5 thoughts on “Dining car access to be extended to ‘Coast Starlight’ business class

  1. “(D)ecisions made to sideline equipment and reduce mechanical forces more than a year ago.”
    We’re hearing this from EVERY railroad. Seriously. It is just amazing how incredibly, stupidly, agonizingly short-sighted RR management is and has been for over half-a-century.
    There is no way they could have believed that this CoVid-19 thing would last this long. They HAD to know that it would end, and yet they laid off thousands.
    Are these people the best that railroading has? If so, perhaps investors should just sell off everything, because the idiots running these businesses will destroy it.

  2. Though some of the circumstances of the article are frustrating (most of all for coach passengers still being kept out of the dinning car), I appreciate the apparent efforts by CEO Flynn to get it right. This is a refreshing change from Richard Anderson’s harsh, “fuselage mindset” approach. Need to also remember that the mistakes of storing too much equipment, etc. was done by several airlines (mothballing too many planes, furloughing too many employees) so Amtrak was not the only one.

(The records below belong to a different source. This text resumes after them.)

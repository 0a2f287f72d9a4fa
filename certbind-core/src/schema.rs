//! Schema - Define type schemas for resources
//!
//! Providers define schemas for each resource type, enabling validation of
//! declared attributes before any API call is made.

use std::collections::HashMap;

use crate::resource::Value;

/// Attribute type
#[derive(Debug, Clone)]
pub enum AttributeType {
    /// String
    String,
    /// String with an additional format check
    Custom {
        name: String,
        validate: fn(&str) -> Result<(), String>,
    },
}

impl AttributeType {
    /// Check if a value conforms to this type
    pub fn validate(&self, value: &Value) -> Result<(), TypeError> {
        match self {
            AttributeType::String => Ok(()),
            AttributeType::Custom { name, validate } => {
                validate(value.as_str()).map_err(|message| TypeError::ValidationFailed {
                    type_name: name.clone(),
                    message,
                })
            }
        }
    }
}

/// Type error
#[derive(Debug, Clone, PartialEq, thiserror::Error)]
pub enum TypeError {
    #[error("Validation failed for {type_name}: {message}")]
    ValidationFailed { type_name: String, message: String },

    #[error("Required attribute '{name}' is missing")]
    MissingRequired { name: String },

    #[error("Unknown attribute '{name}'")]
    UnknownAttribute { name: String },

    #[error("Attribute '{name}' is computed and cannot be set")]
    ComputedAttribute { name: String },
}

/// Attribute schema
#[derive(Debug, Clone)]
pub struct AttributeSchema {
    pub name: String,
    pub attr_type: AttributeType,
    pub required: bool,
    /// Set by the remote side; may also be set by the user when `optional`
    pub computed: bool,
    pub optional: bool,
    /// Changing this attribute requires destroying and recreating the resource
    pub force_new: bool,
    pub deprecated: Option<String>,
    pub description: Option<String>,
    /// Provider-side property name (e.g., "certCrn")
    pub provider_name: Option<String>,
}

impl AttributeSchema {
    pub fn new(name: impl Into<String>, attr_type: AttributeType) -> Self {
        Self {
            name: name.into(),
            attr_type,
            required: false,
            computed: false,
            optional: false,
            force_new: false,
            deprecated: None,
            description: None,
            provider_name: None,
        }
    }

    pub fn required(mut self) -> Self {
        self.required = true;
        self
    }

    pub fn computed(mut self) -> Self {
        self.computed = true;
        self
    }

    pub fn optional(mut self) -> Self {
        self.optional = true;
        self
    }

    pub fn force_new(mut self) -> Self {
        self.force_new = true;
        self
    }

    pub fn deprecated(mut self, message: impl Into<String>) -> Self {
        self.deprecated = Some(message.into());
        self
    }

    pub fn with_description(mut self, desc: impl Into<String>) -> Self {
        self.description = Some(desc.into());
        self
    }

    pub fn with_provider_name(mut self, name: impl Into<String>) -> Self {
        self.provider_name = Some(name.into());
        self
    }

    /// Whether the user may declare a value for this attribute
    pub fn is_settable(&self) -> bool {
        self.required || self.optional || !self.computed
    }
}

/// Resource schema
#[derive(Debug, Clone)]
pub struct ResourceSchema {
    pub resource_type: String,
    pub attributes: HashMap<String, AttributeSchema>,
    pub description: Option<String>,
}

impl ResourceSchema {
    pub fn new(resource_type: impl Into<String>) -> Self {
        Self {
            resource_type: resource_type.into(),
            attributes: HashMap::new(),
            description: None,
        }
    }

    pub fn attribute(mut self, schema: AttributeSchema) -> Self {
        self.attributes.insert(schema.name.clone(), schema);
        self
    }

    pub fn with_description(mut self, desc: impl Into<String>) -> Self {
        self.description = Some(desc.into());
        self
    }

    /// Validate declared resource attributes
    pub fn validate(&self, attributes: &HashMap<String, Value>) -> Result<(), Vec<TypeError>> {
        let mut errors = Vec::new();

        for (name, schema) in &self.attributes {
            if schema.required && !attributes.contains_key(name) {
                errors.push(TypeError::MissingRequired { name: name.clone() });
            }
        }

        for (name, value) in attributes {
            match self.attributes.get(name) {
                None => errors.push(TypeError::UnknownAttribute { name: name.clone() }),
                Some(schema) if !schema.is_settable() => {
                    errors.push(TypeError::ComputedAttribute { name: name.clone() })
                }
                Some(schema) => {
                    if let Err(e) = schema.attr_type.validate(value) {
                        errors.push(e);
                    }
                }
            }
        }

        // HashMap iteration order is unstable; keep reports deterministic
        errors.sort_by_key(|e| e.to_string());

        if errors.is_empty() {
            Ok(())
        } else {
            Err(errors)
        }
    }

    /// Declared attributes that carry a deprecation notice, with the notice
    pub fn deprecated_in<'a>(
        &'a self,
        attributes: &'a HashMap<String, Value>,
    ) -> Vec<(&'a str, &'a str)> {
        let mut found: Vec<(&str, &str)> = attributes
            .keys()
            .filter_map(|name| {
                let schema = self.attributes.get(name)?;
                schema
                    .deprecated
                    .as_deref()
                    .map(|msg| (schema.name.as_str(), msg))
            })
            .collect();
        found.sort();
        found
    }

    /// Subset of `changed` that cannot be updated in place
    pub fn force_new_attributes(&self, changed: &[String]) -> Vec<String> {
        let mut forced: Vec<String> = changed
            .iter()
            .filter(|name| self.attributes.get(*name).is_some_and(|s| s.force_new))
            .cloned()
            .collect();
        forced.sort();
        forced
    }
}

/// Helper functions for common types
pub mod types {
    use super::*;

    /// Cloud resource name, e.g. `crn:v1:bluemix:public:cloudcerts:us-south:a/acct:inst::`
    pub fn crn() -> AttributeType {
        AttributeType::Custom {
            name: "Crn".to_string(),
            validate: validate_crn,
        }
    }
}

/// Validate CRN format: `crn:` followed by nine colon-separated segments
pub fn validate_crn(crn: &str) -> Result<(), String> {
    let segments: Vec<&str> = crn.split(':').collect();
    if segments.first() != Some(&"crn") {
        return Err(format!("Invalid CRN '{}': must start with 'crn:'", crn));
    }
    if segments.len() != 10 {
        return Err(format!(
            "Invalid CRN '{}': expected 10 segments, got {}",
            crn,
            segments.len()
        ));
    }
    if segments[1].is_empty() {
        return Err(format!("Invalid CRN '{}': missing version", crn));
    }
    Ok(())
}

  3. Seems to me that if there is a wrong was to run a railroad, Amtrak will work very hard to find it. They don’t seem to want to notice that whatever the improvements they do make, the railroad passengers are ready to pay for the increase in service, no matter what it costs. Let’s hope that they will continue to move away from the airline management mentality that they grew up in of seeing how little they could get away with doing without alienating every customer that had to accept the pitiful level of service they had to endure. Maybe there is hope that the principle of spending money to make money will yet prevail. (I can dream, can’t i?)

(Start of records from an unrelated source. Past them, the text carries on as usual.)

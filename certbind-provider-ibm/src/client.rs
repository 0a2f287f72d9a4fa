//! Containers API client for ALB secrets
//!
//! [`AlbCertApi`] is the outbound capability set the lifecycle code calls
//! into; [`ContainerClient`] implements it over HTTP.

use async_trait::async_trait;
use certbind_core::provider::{ErrorKind, ProviderError, ProviderResult};
use log::debug;
use reqwest::{Client, RequestBuilder, StatusCode};
use serde::{Deserialize, Serialize};
use thiserror::Error;

use crate::session::{SessionConfig, TargetHeader};

/// Remote record for a certificate bound to an ALB secret
#[derive(Debug, Clone, Default, PartialEq, Eq, Serialize, Deserialize)]
#[serde(default)]
pub struct AlbSecretConfig {
    #[serde(rename = "secretName")]
    pub secret_name: String,
    #[serde(rename = "clusterID")]
    pub cluster_id: String,
    #[serde(rename = "domainName")]
    pub domain_name: String,
    #[serde(rename = "cloudCertInstanceID")]
    pub cloud_cert_instance_id: String,
    #[serde(rename = "clusterCrn")]
    pub cluster_crn: String,
    #[serde(rename = "certCrn")]
    pub cert_crn: String,
    #[serde(rename = "issuerName")]
    pub issuer_name: String,
    #[serde(rename = "expiresOn")]
    pub expires_on: String,
    pub state: String,
}

impl AlbSecretConfig {
    /// Look up a field by its remote property name
    pub fn field(&self, remote_name: &str) -> Option<&str> {
        let value = match remote_name {
            "secretName" => &self.secret_name,
            "clusterID" => &self.cluster_id,
            "domainName" => &self.domain_name,
            "cloudCertInstanceID" => &self.cloud_cert_instance_id,
            "clusterCrn" => &self.cluster_crn,
            "certCrn" => &self.cert_crn,
            "issuerName" => &self.issuer_name,
            "expiresOn" => &self.expires_on,
            "state" => &self.state,
            _ => return None,
        };
        Some(value)
    }
}

/// Errors raised by the HTTP client before they are classified
#[derive(Debug, Error)]
pub enum ApiError {
    #[error("HTTP request failed: {0}")]
    Http(#[from] reqwest::Error),

    #[error("Request failed with status {status}: {body}")]
    Status { status: u16, body: String },
}

/// 404 is NotFound. 429 and 503 ask the caller to retry later and become
/// NotReady, so a status poll keeps waiting through throttling.
impl From<ApiError> for ProviderError {
    fn from(e: ApiError) -> Self {
        let message = e.to_string();
        let kind = match e {
            ApiError::Status { status: 404, .. } => ErrorKind::NotFound,
            ApiError::Status {
                status: 429 | 503, ..
            } => ErrorKind::NotReady,
            _ => ErrorKind::Transport,
        };
        ProviderError::new(kind, message).with_cause(e)
    }
}

/// Operations on ALB secrets in a cluster
#[async_trait]
pub trait AlbCertApi: Send + Sync {
    async fn deploy_secret(
        &self,
        params: &AlbSecretConfig,
        target: &TargetHeader,
    ) -> ProviderResult<()>;

    async fn update_secret(
        &self,
        params: &AlbSecretConfig,
        target: &TargetHeader,
    ) -> ProviderResult<()>;

    async fn remove_secret(
        &self,
        cluster_id: &str,
        secret_name: &str,
        target: &TargetHeader,
    ) -> ProviderResult<()>;

    async fn get_by_name(
        &self,
        cluster_id: &str,
        secret_name: &str,
        target: &TargetHeader,
    ) -> ProviderResult<AlbSecretConfig>;
}

/// HTTP client for the containers API
#[derive(Debug, Clone)]
pub struct ContainerClient {
    client: Client,
    base_url: String,
    iam_token: Option<String>,
}

impl ContainerClient {
    pub fn new(config: &SessionConfig) -> ProviderResult<Self> {
        let client = Client::builder()
            .timeout(config.request_timeout)
            .build()
            .map_err(|e| {
                ProviderError::configuration(format!("Failed to build HTTP client: {}", e))
                    .with_cause(e)
            })?;

        Ok(Self {
            client,
            base_url: config.endpoint.trim_end_matches('/').to_owned(),
            iam_token: config.iam_token.clone(),
        })
    }

    fn secrets_url(&self) -> String {
        format!("{}/v1/alb/albsecrets", self.base_url)
    }

    fn cluster_secrets_url(&self, cluster_id: &str) -> String {
        format!("{}/v1/clusters/{}/albsecrets", self.base_url, cluster_id)
    }

    fn with_headers(&self, request: RequestBuilder, target: &TargetHeader) -> RequestBuilder {
        let request = request.header("X-Region", &target.region);
        match &self.iam_token {
            Some(token) => request.bearer_auth(token),
            None => request,
        }
    }

    async fn send(&self, request: RequestBuilder) -> Result<reqwest::Response, ApiError> {
        let response = request.send().await?;
        let status = response.status();
        if status.is_success() {
            return Ok(response);
        }
        let body = response.text().await.unwrap_or_default();
        Err(ApiError::Status {
            status: status.as_u16(),
            body,
        })
    }
}

#[async_trait]
impl AlbCertApi for ContainerClient {
    async fn deploy_secret(
        &self,
        params: &AlbSecretConfig,
        target: &TargetHeader,
    ) -> ProviderResult<()> {
        debug!(
            "POST albsecrets cluster={} secret={} region={}",
            params.cluster_id, params.secret_name, target.region
        );
        let request = self.with_headers(self.client.post(self.secrets_url()), target);
        self.send(request.json(params)).await?;
        Ok(())
    }

    async fn update_secret(
        &self,
        params: &AlbSecretConfig,
        target: &TargetHeader,
    ) -> ProviderResult<()> {
        debug!(
            "PUT albsecrets cluster={} secret={} region={}",
            params.cluster_id, params.secret_name, target.region
        );
        let request = self.with_headers(self.client.put(self.secrets_url()), target);
        self.send(request.json(params)).await?;
        Ok(())
    }

    async fn remove_secret(
        &self,
        cluster_id: &str,
        secret_name: &str,
        target: &TargetHeader,
    ) -> ProviderResult<()> {
        debug!(
            "DELETE albsecrets cluster={} secret={} region={}",
            cluster_id, secret_name, target.region
        );
        let request = self
            .client
            .delete(self.cluster_secrets_url(cluster_id))
            .query(&[("albSecretName", secret_name)]);
        self.send(self.with_headers(request, target)).await?;
        Ok(())
    }

    async fn get_by_name(
        &self,
        cluster_id: &str,
        secret_name: &str,
        target: &TargetHeader,
    ) -> ProviderResult<AlbSecretConfig> {
        let request = self
            .client
            .get(self.cluster_secrets_url(cluster_id))
            .query(&[("albSecretName", secret_name)]);
        let response = self.send(self.with_headers(request, target)).await?;

        if response.status() == StatusCode::NO_CONTENT {
            return Err(ProviderError::not_found(format!(
                "ALB secret {} not found in cluster {}",
                secret_name, cluster_id
            )));
        }

        response
            .json::<AlbSecretConfig>()
            .await
            .map_err(|e| ProviderError::from(ApiError::Http(e)))
    }
}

  4. The “constraints of single level dining cars.” What a burden. How will it ever be overcome? Never been done successfully.

  5. At Amtrak, long distance passenger trains with high sleeping car ratio continue to be elusive. An example of such consist would be as follows: 1 baggage car, 1 baggage-dorm, 4 coaches, 1 lounge car, 1 diner, and 6 sleeping cars. [In the middle 20th century, a boat-tailed sleeper-lounge observation car would bring up the rear of some trains, offering a receding view of the landscape and track.]